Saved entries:
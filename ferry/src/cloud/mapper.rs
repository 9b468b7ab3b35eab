//! Best-effort mapping of sharing URLs onto local files.

use std::path::{Path, PathBuf};

use url::Url;

use super::roots::sync_roots;
use super::segments::{decode_segment, relative_segments, segment_variants};

/// Host fragment that identifies a recognized cloud-document host.
const HOST_MARKER: &str = "sharepoint";

/// Per-user directory under which providers mount their sync roots.
const CONTAINER_SUBDIR: &str = "Library/CloudStorage";

/// Standard library folder probed first inside every sync root.
const LIBRARY_DIR: &str = "Documents";

/// Maps cloud sharing URLs onto files under local sync roots.
///
/// Document applications backed by a cloud drive report `https://`
/// sharing URLs instead of filesystem paths. The mapper re-derives the
/// local file by decoding the URL's path segments and probing them
/// against every sync root found under the per-user cloud-storage
/// container.
///
/// Mapping is a narrow special case, not a general URL resolver: it
/// only proceeds for a recognized host and a path containing a
/// `"documents"` library marker, and every failure along the way is a
/// decline (`None`) rather than an error.
///
/// # Examples
///
/// ```
/// use ferry::cloud::CloudMapper;
///
/// let mapper = CloudMapper::new();
/// // Not a recognized cloud-document host, so the mapper declines.
/// assert_eq!(
///     mapper.map_to_local("https://example.com/sites/Team/Documents/Q1.docx"),
///     None,
/// );
/// ```
#[derive(Debug, Clone, Default)]
pub struct CloudMapper {
    container: Option<PathBuf>,
}

impl CloudMapper {
    /// Create a mapper using the per-user cloud-storage container.
    #[must_use]
    pub const fn new() -> Self {
        Self { container: None }
    }

    /// Create a mapper probing roots under the given container instead.
    #[must_use]
    pub fn with_container(container: impl Into<PathBuf>) -> Self {
        Self {
            container: Some(container.into()),
        }
    }

    /// Map a sharing URL to an existing local file, if one can be found.
    ///
    /// Returns `None` when the input is not a URL, the host is not a
    /// recognized cloud-document host, the path carries no `"documents"`
    /// marker, no sync roots are mounted, or no candidate path names an
    /// existing regular file. Filesystem errors while probing candidates
    /// are treated as "candidate absent".
    #[must_use]
    pub fn map_to_local(&self, url: &str) -> Option<PathBuf> {
        let parsed = Url::parse(url).ok()?;
        let host = parsed.host_str()?;
        if !host.contains(HOST_MARKER) {
            log::debug!("declining {host}: not a recognized cloud document host");
            return None;
        }

        let segments: Vec<String> = parsed
            .path_segments()?
            .map(decode_segment)
            .filter(|segment| !segment.is_empty())
            .collect();
        let Some(relative) = relative_segments(&segments) else {
            log::debug!("declining {url}: no document library marker in path");
            return None;
        };

        let container = self.container_dir()?;
        let roots = sync_roots(&container);
        if roots.is_empty() {
            log::debug!("declining {url}: no sync roots under {}", container.display());
            return None;
        }

        let variants = segment_variants(&relative);
        for root in &roots {
            for variant in &variants {
                for candidate in candidate_paths(root, variant) {
                    if candidate.is_file() {
                        return Some(candidate);
                    }
                }
            }
        }
        log::debug!("no local match for {url}");
        None
    }

    fn container_dir(&self) -> Option<PathBuf> {
        if let Some(container) = &self.container {
            return Some(container.clone());
        }
        home::home_dir().map(|dir| dir.join(CONTAINER_SUBDIR))
    }
}

/// Candidate absolute paths for one root and one segment variant.
///
/// The library `Documents` folder is probed before the root itself,
/// since sharing URLs address the library while some roots sync it
/// directly at their top level.
fn candidate_paths(root: &Path, segments: &[String]) -> [PathBuf; 2] {
    let mut in_library = root.join(LIBRARY_DIR);
    let mut in_root = root.to_path_buf();
    for segment in segments {
        in_library.push(segment);
        in_root.push(segment);
    }
    [in_library, in_root]
}
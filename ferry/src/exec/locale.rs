//! Locale isolation for script execution.
//!
//! The scripting engine formats its output and error text according to the
//! locale environment variable. A resolution call must see stable engine
//! messages, and it must not leave the variable in a different state than
//! it found it: the variable is snapshotted and cleared on entry and
//! restored when the guard drops, on success and failure alike.

use std::env;
use std::ffi::OsString;

/// The environment variable the scripting engine localizes by.
const LOCALE_VAR: &str = "LANG";

/// RAII guard that clears the locale variable for the duration of a script
/// run and restores the previous value on drop.
#[derive(Debug)]
pub(crate) struct LocaleGuard {
    saved: Option<OsString>,
}

impl LocaleGuard {
    /// Snapshot the current locale variable and clear it.
    pub(crate) fn clear() -> Self {
        let saved = env::var_os(LOCALE_VAR);
        env::remove_var(LOCALE_VAR);
        Self { saved }
    }
}

impl Drop for LocaleGuard {
    fn drop(&mut self) {
        match self.saved.take() {
            Some(value) => env::set_var(LOCALE_VAR, value),
            None => env::remove_var(LOCALE_VAR),
        }
    }
}
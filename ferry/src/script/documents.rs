//! Scripts for document-based applications.
//!
//! Document applications resolve to the file backing the frontmost
//! document. The path-like property differs per application family:
//!
//! - scriptable editors and the iWork suite expose a document `file`
//!   (an alias) or `path` (text) property,
//! - the Office suite exposes `full name`, which for a cloud-synced
//!   document is an `https://` URL string rather than a path on disk,
//! - Preview-style PDF viewers expose nothing through scripting, but the
//!   front window carries an `AXDocument` accessibility attribute holding
//!   a `file://` URL,
//! - IDE-style applications expose no path property at all; for those the
//!   window title is parsed instead.
//!
//! The title parse splits on `" - "`, takes the second-to-last piece when
//! the title has several, and strips a trailing `" [...]"` marker. Titles
//! that legitimately contain `" - "` in the document name defeat it; no
//! better signal is available from those applications, so the heuristic is
//! kept as-is.

use super::{running_guard, window_property_fragment};
use crate::app::DocumentApp;

/// Build the resolution script for a document application.
pub(super) fn build(app: DocumentApp) -> String {
    use DocumentApp as D;
    match app {
        D::Preview | D::PdfExpert | D::AdobeAcrobatReader => build_ax_document_script(app),
        D::AdobeAcrobat => build_acrobat_script(),
        D::Pages | D::Numbers | D::Keynote | D::Skim | D::BBEdit | D::CotEditor => {
            build_file_property_script(app)
        }
        D::TextEdit | D::TextMate | D::Xcode => build_path_property_script(app),
        D::Word => build_office_script(app, "document"),
        D::Excel => build_office_script(app, "workbook"),
        D::PowerPoint => build_office_script(app, "presentation"),
        D::Typora
        | D::SublimeText
        | D::VsCode
        | D::VsCodium
        | D::Cursor
        | D::Windsurf
        | D::Zed
        | D::Nova
        | D::IntelliJIdea
        | D::PyCharm
        | D::WebStorm
        | D::Obsidian => build_title_script(app),
    }
}

/// Read the `AXDocument` attribute of the front window. The value is a
/// `file://` URL; decoding it is the normalizer's job.
fn build_ax_document_script(app: DocumentApp) -> String {
    let name = app.display_name();
    let no_document = format!("No document open in {name}");
    let fragment = window_property_fragment(
        app.process_name(),
        &no_document,
        r#"value of attribute "AXDocument""#,
        "docUrl",
    );
    format!(
        r#"{guard}
{fragment}
if docUrl is missing value then error "{no_document}"
return docUrl"#,
        guard = running_guard(name),
    )
}

/// Adobe Acrobat has a real scripting dictionary; the active document
/// exposes its file alias directly.
fn build_acrobat_script() -> String {
    let guard = running_guard("Adobe Acrobat");
    format!(
        r#"{guard}
tell application "Adobe Acrobat"
    if (count of documents) is 0 then error "No document open in Adobe Acrobat"
    return POSIX path of (file alias of active doc as alias)
end tell"#
    )
}

/// Read the document's `file` property (an alias) and convert it to a
/// POSIX path. Unsaved documents report `missing value`.
fn build_file_property_script(app: DocumentApp) -> String {
    let name = app.display_name();
    format!(
        r#"{guard}
tell application "{name}"
    if (count of documents) is 0 then error "No document open in {name}"
    set theFile to file of front document
    if theFile is missing value then error "Document not saved"
    return POSIX path of (theFile as alias)
end tell"#,
        guard = running_guard(name),
    )
}

/// Read the document's `path` property, which is already POSIX text.
fn build_path_property_script(app: DocumentApp) -> String {
    let name = app.display_name();
    format!(
        r#"{guard}
tell application "{name}"
    if (count of documents) is 0 then error "No document open in {name}"
    set docPath to path of front document
    if docPath is missing value or docPath is "" then error "Document not saved"
    return docPath
end tell"#,
        guard = running_guard(name),
    )
}

/// Office applications report `full name`, which is a local path for
/// on-disk documents and an `https://` URL for cloud-synced ones. The raw
/// value is returned either way; classification happens downstream.
fn build_office_script(app: DocumentApp, noun: &str) -> String {
    let name = app.display_name();
    format!(
        r#"{guard}
tell application "{name}"
    if (count of {noun}s) is 0 then error "No active {noun}"
    set docPath to full name of active {noun}
    if docPath is missing value or docPath is "" then error "Document not saved"
    return docPath
end tell"#,
        guard = running_guard(name),
    )
}

/// Parse the front window title. Best-effort: yields the second-to-last
/// `" - "`-separated piece with any trailing `" [...]"` marker removed.
fn build_title_script(app: DocumentApp) -> String {
    let name = app.display_name();
    let fragment = window_property_fragment(
        app.process_name(),
        &format!("No {name} window found"),
        "name",
        "winTitle",
    );
    format!(
        r#"{guard}
{fragment}
if winTitle is missing value or winTitle is "" then error "No active document"
set AppleScript's text item delimiters to " - "
set titleParts to text items of winTitle
set AppleScript's text item delimiters to ""
if (count of titleParts) > 1 then
    set docName to item ((count of titleParts) - 1) of titleParts
else
    set docName to item 1 of titleParts
end if
set bracketPos to offset of " [" in docName
if bracketPos > 0 then set docName to text 1 thru (bracketPos - 1) of docName
return docName"#,
        guard = running_guard(name),
    )
}
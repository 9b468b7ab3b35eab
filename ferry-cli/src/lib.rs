//! Library exports for ferry-cli.
//!
//! This module exports the CLI structure for use by the build script
//! to generate man pages and other documentation.

pub mod cli;
pub mod commands;
pub mod error;
pub mod utils;

// Re-export CLI for build script
pub use cli::Cli;
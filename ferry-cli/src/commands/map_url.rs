//! Implementation of the `map-url` command.

use clap::Args;

use crate::error::CliError;
use crate::utils::{build_mapper, load_configuration, GlobalOptions};

/// Map a cloud sharing URL to a locally synced file.
///
/// Prints the local path when a synced copy exists under the cloud
/// storage container. When no copy matches, the command fails with
/// exit code 1 so scripts can fall back to the original URL.
#[derive(Args)]
pub struct MapUrlCommand {
    /// Sharing URL to map (e.g. a SharePoint document link)
    #[arg(value_name = "URL")]
    pub url: String,
}

impl MapUrlCommand {
    /// Execute the map-url command.
    pub fn execute(self, global: &GlobalOptions) -> Result<(), CliError> {
        // 1. Build the mapper over the merged configuration
        let config = load_configuration(global)?;
        let mapper = build_mapper(&config);

        // 2. Probe the sync roots for a local copy
        match mapper.map_to_local(&self.url) {
            Some(path) => {
                println!("{}", path.display());
                Ok(())
            }
            None => Err(CliError::NoMatch(format!(
                "no locally synced file found for {}",
                self.url
            ))),
        }
    }
}
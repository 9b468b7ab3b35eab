//! Common test utilities for CLI integration tests.

use assert_cmd::Command;
use std::fs;
use std::path::{Path, PathBuf};
use tempfile::TempDir;

/// Test environment with an isolated cloud container and config directory.
///
/// Commands created through [`TestEnv::command`] point both global
/// directory flags into the temporary directory, so tests never touch
/// the host configuration or cloud storage.
pub struct TestEnv {
    /// Temporary directory (kept alive for the test duration).
    pub temp_dir: TempDir,
}

impl TestEnv {
    /// Create a new isolated test environment.
    pub fn new() -> Self {
        let temp_dir = TempDir::new().expect("Failed to create temp dir");
        fs::create_dir_all(temp_dir.path().join("container"))
            .expect("Failed to create container dir");
        fs::create_dir_all(temp_dir.path().join("config")).expect("Failed to create config dir");
        Self { temp_dir }
    }

    /// Create a bare command without any global flags.
    pub fn command_bare(&self) -> Command {
        Command::cargo_bin("ferry").expect("Failed to find ferry binary")
    }

    /// Create a command isolated from the host configuration.
    pub fn command(&self) -> Command {
        let mut cmd = self.command_bare();
        cmd.arg("--cloud-container").arg(self.container_dir());
        cmd.arg("--config-dir").arg(self.config_dir());
        cmd
    }

    /// The isolated cloud storage container directory.
    pub fn container_dir(&self) -> PathBuf {
        self.temp_dir.path().join("container")
    }

    /// The isolated configuration directory.
    pub fn config_dir(&self) -> PathBuf {
        self.temp_dir.path().join("config")
    }

    /// Root of the temporary directory.
    #[allow(dead_code)]
    pub fn path(&self) -> &Path {
        self.temp_dir.path()
    }

    /// Create a synced file under the container.
    ///
    /// `relative` is joined onto the container, so
    /// `add_synced_file("OneDrive-Contoso/Documents/Q1.docx")` creates the
    /// provider root, its intermediate directories, and the file itself.
    #[allow(dead_code)]
    pub fn add_synced_file(&self, relative: &str) -> PathBuf {
        let path = self.container_dir().join(relative);
        if let Some(parent) = path.parent() {
            fs::create_dir_all(parent).expect("Failed to create parent dirs");
        }
        fs::write(&path, b"synced").expect("Failed to write synced file");
        path
    }

    /// Create a plain directory under the temporary root.
    #[allow(dead_code)]
    pub fn create_dir(&self, name: &str) -> PathBuf {
        let path = self.temp_dir.path().join(name);
        fs::create_dir_all(&path).expect("Failed to create directory");
        path
    }
}

impl Default for TestEnv {
    fn default() -> Self {
        Self::new()
    }
}
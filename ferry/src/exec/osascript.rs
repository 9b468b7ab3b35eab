//! Production script execution through the system `osascript` runner.

#[cfg(target_os = "macos")]
use std::process::Command;

#[cfg(target_os = "macos")]
use super::locale::LocaleGuard;
use super::runner::ScriptRunner;
#[cfg(target_os = "macos")]
use crate::error::Error;
use crate::error::Result;

/// Runs scripts by spawning `osascript -e`.
///
/// The runner is stateless. Each call spawns one process and blocks until
/// it exits; no timeout is imposed here, so callers needing bounded
/// latency wrap the call externally. On platforms without the automation
/// runtime every call fails immediately, before anything is spawned.
#[derive(Debug, Default, Clone, Copy)]
pub struct OsaScriptRunner;

impl OsaScriptRunner {
    /// Create a runner.
    #[must_use]
    pub const fn new() -> Self {
        Self
    }
}

impl ScriptRunner for OsaScriptRunner {
    #[cfg(target_os = "macos")]
    fn run(&self, script: &str) -> Result<String> {
        // The engine localizes messages through the locale variable; keep
        // it cleared for the duration of the call and restore it after.
        let _locale = LocaleGuard::clear();

        let output = Command::new("osascript").arg("-e").arg(script).output()?;

        // Script `error` statements land on stderr. Error text can arrive
        // even with a zero exit status, and it must win: the text is the
        // failure, verbatim.
        let stderr = String::from_utf8_lossy(&output.stderr);
        let stderr = stderr.trim();
        if !stderr.is_empty() {
            return Err(Error::script(stderr));
        }
        if !output.status.success() {
            return Err(Error::script(format!(
                "script runner exited with {}",
                output.status
            )));
        }

        Ok(String::from_utf8_lossy(&output.stdout).into_owned())
    }

    #[cfg(not(target_os = "macos"))]
    fn run(&self, _script: &str) -> Result<String> {
        Err(crate::error::Error::UnsupportedPlatform)
    }
}
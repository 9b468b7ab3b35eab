//! Script result normalization.
//!
//! Raw automation output is messy: trailing newlines, the scripting
//! engine's `missing value` sentinel arriving as literal text, and
//! `file://` URLs from accessibility attributes. This module folds all of
//! that into either a plain path string or the empty string, which is the
//! single "no path" signal.

use url::Url;

/// The scripting engine's null sentinel, as it appears in captured output.
const MISSING_VALUE: &str = "missing value";

/// Normalize a raw script result into a plain path string.
///
/// Rules, in order:
/// 1. Surrounding whitespace is trimmed.
/// 2. An empty result or the literal `missing value` becomes `""`.
/// 3. A `file://` URL is decoded to its filesystem path; if it cannot be
///    parsed or converted, the trimmed text is returned unchanged.
/// 4. Anything else is returned trimmed, verbatim.
///
/// The function never fails. `""` is the only "no path" signal, and the
/// caller decides whether that is an error. Applying the function twice
/// gives the same result as applying it once.
///
/// # Examples
///
/// ```
/// use ferry::normalize::normalize_result;
///
/// assert_eq!(normalize_result("  /Users/me/notes.txt\n"), "/Users/me/notes.txt");
/// assert_eq!(normalize_result("missing value"), "");
/// assert_eq!(
///     normalize_result("file:///Users/me/My%20Report.pdf"),
///     "/Users/me/My Report.pdf"
/// );
/// ```
#[must_use]
pub fn normalize_result(raw: &str) -> String {
    let trimmed = raw.trim();
    if trimmed.is_empty() || trimmed == MISSING_VALUE {
        return String::new();
    }

    if trimmed.starts_with("file://") {
        if let Some(path) = decode_file_url(trimmed) {
            return path;
        }
    }

    trimmed.to_string()
}

/// Decode a `file://` URL into a filesystem path string.
///
/// Returns `None` when the URL does not parse, does not convert to a local
/// path (for example a remote host), or the decoded path is not valid
/// UTF-8. Callers fall back to the raw text in that case.
fn decode_file_url(url: &str) -> Option<String> {
    let parsed = Url::parse(url).ok()?;
    let path = parsed.to_file_path().ok()?;
    path.into_os_string().into_string().ok()
}

#[cfg(test)]
mod tests {
    use super::*;

    #[test]
    fn test_trims_surrounding_whitespace() {
        assert_eq!(normalize_result("  /Users/me/file.txt\n"), "/Users/me/file.txt");
        assert_eq!(normalize_result("\t/tmp\t"), "/tmp");
    }

    #[test]
    fn test_empty_and_whitespace_only() {
        assert_eq!(normalize_result(""), "");
        assert_eq!(normalize_result("   "), "");
        assert_eq!(normalize_result("\n\n"), "");
    }

    #[test]
    fn test_missing_value_sentinel() {
        assert_eq!(normalize_result("missing value"), "");
        assert_eq!(normalize_result("  missing value\n"), "");
    }

    #[test]
    fn test_sentinel_is_exact() {
        // The engine emits the sentinel in lowercase; anything else is a
        // real result.
        assert_eq!(normalize_result("Missing Value"), "Missing Value");
        assert_eq!(normalize_result("missing value extra"), "missing value extra");
    }

    #[test]
    fn test_file_url_decoding() {
        assert_eq!(
            normalize_result("file:///Users/me/Documents/report.pdf"),
            "/Users/me/Documents/report.pdf"
        );
    }

    #[test]
    fn test_file_url_percent_escapes() {
        assert_eq!(
            normalize_result("file:///Users/me/My%20Report.pdf"),
            "/Users/me/My Report.pdf"
        );
        assert_eq!(
            normalize_result("file:///Users/me/r%C3%A9sum%C3%A9.pdf"),
            "/Users/me/résumé.pdf"
        );
    }

    #[test]
    fn test_file_url_with_trailing_newline() {
        assert_eq!(
            normalize_result("file:///Users/me/a.pdf\n"),
            "/Users/me/a.pdf"
        );
    }

    #[test]
    fn test_remote_file_url_left_alone() {
        // A file URL with a remote host has no local path; the text passes
        // through trimmed.
        assert_eq!(
            normalize_result("file://fileserver/share/doc.pdf"),
            "file://fileserver/share/doc.pdf"
        );
    }

    #[test]
    fn test_non_file_url_passes_through() {
        let cloud = "https://contoso.sharepoint.com/sites/x/Documents/a.docx";
        assert_eq!(normalize_result(cloud), cloud);
    }

    #[test]
    fn test_plain_path_untouched() {
        assert_eq!(normalize_result("/Users/me/Projects"), "/Users/me/Projects");
    }

    #[test]
    fn test_interior_whitespace_preserved() {
        assert_eq!(
            normalize_result(" /Users/me/My Report.pdf "),
            "/Users/me/My Report.pdf"
        );
    }

    #[test]
    fn test_idempotent_on_decoded_url() {
        let once = normalize_result("file:///Users/me/My%20Report.pdf");
        assert_eq!(normalize_result(&once), once);
    }
}

// Property-based tests for normalization
#[cfg(test)]
#[allow(unused_doc_comments)] // proptest! macro doesn't support doc comments
mod property_tests {
    use super::*;
    use proptest::prelude::*;

    fn unix_path_strategy() -> impl Strategy<Value = String> {
        prop::collection::vec("[a-zA-Z0-9_. -]{1,12}", 1..=6)
            .prop_map(|parts| format!("/{}", parts.join("/")))
    }

    proptest! {
        /// Normalization never panics, whatever the script produced.
        #[test]
        fn never_panics(s in "\\PC*") {
            let _ = normalize_result(&s);
        }

        /// Applying the function twice equals applying it once.
        #[test]
        fn idempotent(s in "\\PC*") {
            let once = normalize_result(&s);
            prop_assert_eq!(normalize_result(&once), once.clone());
        }

        /// Output never carries surrounding whitespace.
        #[test]
        fn output_is_trimmed(s in "\\PC*") {
            let out = normalize_result(&s);
            prop_assert_eq!(out.trim(), out.as_str());
        }

        /// Plain absolute paths survive unchanged apart from trimming.
        #[test]
        fn plain_paths_unchanged(p in unix_path_strategy()) {
            let trimmed = p.trim().to_string();
            prop_assert_eq!(normalize_result(&p), trimmed);
        }
    }
}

Work item: From the records above, pull every line that has the string "cleared" and copy it.

Problem solution:
//! it found it: the variable is snapshotted and cleared on entry and
        // it cleared for the duration of the call and restore it after.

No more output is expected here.